Half of Marimar's age added to one third of sergios age is 11 years.six years from now the sum of their ages will be 40 years. How old is each now?
i guess the answers are:
marimar: 10
sergio: 18
We don't "guess" in mathematics.
just translate the English to Math:
(1/2)m + (1/3)s = 11
times 6, the LCD
3m + 2s = 66 **
6 years from now:
(m+6) + (s+6) = 40
m + s = 28 ***
2 times *** ---> 2m + 2s = 56
subtract from **
m = 10
back in ***
10 + s = 28
s = 18
Marimar is now 10 and Sergio is now 18
check:
(1/2)(10) + (1/3)(18)
= 5+6 = 11 , check!
in 6 years:
16 + 24 = 40 , check!
oh sorry...hypothesis rather,,,an educated guess...:D
To solve this problem, we can set up a system of equations based on the given information.
Let's define Marimar's age as "M" and Sergio's age as "S".
From the first part of the problem, we know that "Half of Marimar's age added to one third of Sergio's age is 11 years," which can be expressed as:
(1/2)M + (1/3)S = 11 ----(Equation 1)
From the second part of the problem, we know that "six years from now the sum of their ages will be 40 years," which can be expressed as:
(M + 6) + (S + 6) = 40 ----(Equation 2)
Now, we have a system of two equations with two unknowns. We can solve it using various methods, such as substitution or elimination.

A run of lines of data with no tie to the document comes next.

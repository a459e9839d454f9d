//! Sync Service
//!
//! Drives the fetch → protected-merge → persist pipeline.
//!
//! Mode semantics:
//! - `force`: clear the client/date scope, then rebuild it from the fresh
//!   snapshot (the fetch happens first, so an upstream failure leaves the
//!   existing rows untouched).
//! - `smart`: merge the snapshot into existing rows without clearing;
//!   hand-edited fields survive per the modification ledger.

use std::sync::Arc;

use chrono::NaiveDate;
use serde::{Deserialize, Serialize};
use tokio_util::sync::CancellationToken;
use uuid::Uuid;

use crate::db::EntityStore;
use crate::query::SharedQueryCache;
use crate::utils::{AppError, AppResult};

use super::source::SnapshotSource;

#[derive(Debug, Clone, Copy, PartialEq, Eq, Deserialize)]
#[serde(rename_all = "lowercase")]
pub enum RefreshMode {
    Force,
    Smart,
}

/// Per-date refresh outcome, reported back to the caller.
#[derive(Debug, Clone, Serialize)]
pub struct RefreshReport {
    pub date: NaiveDate,
    pub fetched: usize,
    pub created: usize,
    pub updated: usize,
    pub failed: usize,
    pub orders_cleared: i64,
    pub line_items_cleared: i64,
}

#[derive(Clone)]
pub struct SyncService {
    source: Arc<dyn SnapshotSource>,
    store: EntityStore,
    cache: SharedQueryCache,
}

impl SyncService {
    pub fn new(source: Arc<dyn SnapshotSource>, store: EntityStore, cache: SharedQueryCache) -> Self {
        Self {
            source,
            store,
            cache,
        }
    }

    /// Refresh one client/date from the upstream snapshot.
    pub async fn refresh(
        &self,
        mode: RefreshMode,
        client_key: &str,
        date: NaiveDate,
        status_filter: Option<&[String]>,
    ) -> AppResult<RefreshReport> {
        let run_id = Uuid::new_v4();
        tracing::info!(%run_id, client = client_key, %date, ?mode, "Refresh started");

        // Fetch before any destructive step: an upstream failure must leave
        // previously committed rows valid.
        let snapshots = self
            .source
            .fetch_snapshot(client_key, date, status_filter)
            .await
            .map_err(|e| AppError::Upstream(e.to_string()))?;

        let mut report = RefreshReport {
            date,
            fetched: snapshots.len(),
            created: 0,
            updated: 0,
            failed: 0,
            orders_cleared: 0,
            line_items_cleared: 0,
        };

        if mode == RefreshMode::Force {
            let cleared = self.store.clear_for_key(client_key, date).await?;
            report.orders_cleared = cleared.orders_deleted;
            report.line_items_cleared = cleared.line_items_deleted;
        }

        let upsert = self.store.upsert_batch(&snapshots, client_key, date).await;
        report.created = upsert.created;
        report.updated = upsert.updated;
        report.failed = upsert.failed;

        self.cache.invalidate_all();

        tracing::info!(
            %run_id,
            client = client_key,
            %date,
            fetched = report.fetched,
            created = report.created,
            updated = report.updated,
            failed = report.failed,
            "Refresh finished"
        );
        Ok(report)
    }

    /// Refresh an inclusive date range, one per-day unit at a time.
    ///
    /// Cancellable between days: committed days stay committed. A day whose
    /// upstream fetch fails is logged and skipped; the range continues.
    pub async fn refresh_range(
        &self,
        mode: RefreshMode,
        client_key: &str,
        from: NaiveDate,
        to: NaiveDate,
        cancel: &CancellationToken,
    ) -> AppResult<Vec<RefreshReport>> {
        let mut reports = Vec::new();
        let mut date = from;

        while date <= to {
            if cancel.is_cancelled() {
                tracing::info!(
                    client = client_key,
                    %date,
                    completed = reports.len(),
                    "Range refresh cancelled; committed days kept"
                );
                break;
            }

            match self.refresh(mode, client_key, date, None).await {
                Ok(report) => reports.push(report),
                Err(AppError::Upstream(e)) => {
                    tracing::warn!(client = client_key, %date, error = %e, "Day skipped after upstream failure");
                }
                Err(e) => return Err(e),
            }

            let Some(next) = date.succ_opt() else { break };
            date = next;
        }

        Ok(reports)
    }
}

Let's solve this system using the substitution method:
Step 1: Solve Equation 1 for M in terms of S:
Multiply both sides of Equation 1 by 6 to get rid of the fractions:
3M + 2S = 66
Rearrange the equation to isolate M:
3M = 66 - 2S
M = (66 - 2S)/3 ----(Equation 3)
Step 2: Substitute Equation 3 into Equation 2:
Substitute (66 - 2S)/3 for M in Equation 2:
[(66 - 2S)/3 + 6] + (S + 6) = 40
Step 3: Simplify and solve for S:
Simplify the equation:
(66 - 2S + 18) + 3S + 18 = 120
66 + 18 + 18 - 120 = 2S - 3S
102 - 120 = -S
-18 = -S
S = 18
Step 4: Substitute the value of S back into Equation 3 to find M:
M = (66 - 2(18))/3
M = (66 - 36)/3
M = 30/3
M = 10
Therefore, Marimar is 10 years old and Sergio is 18 years old.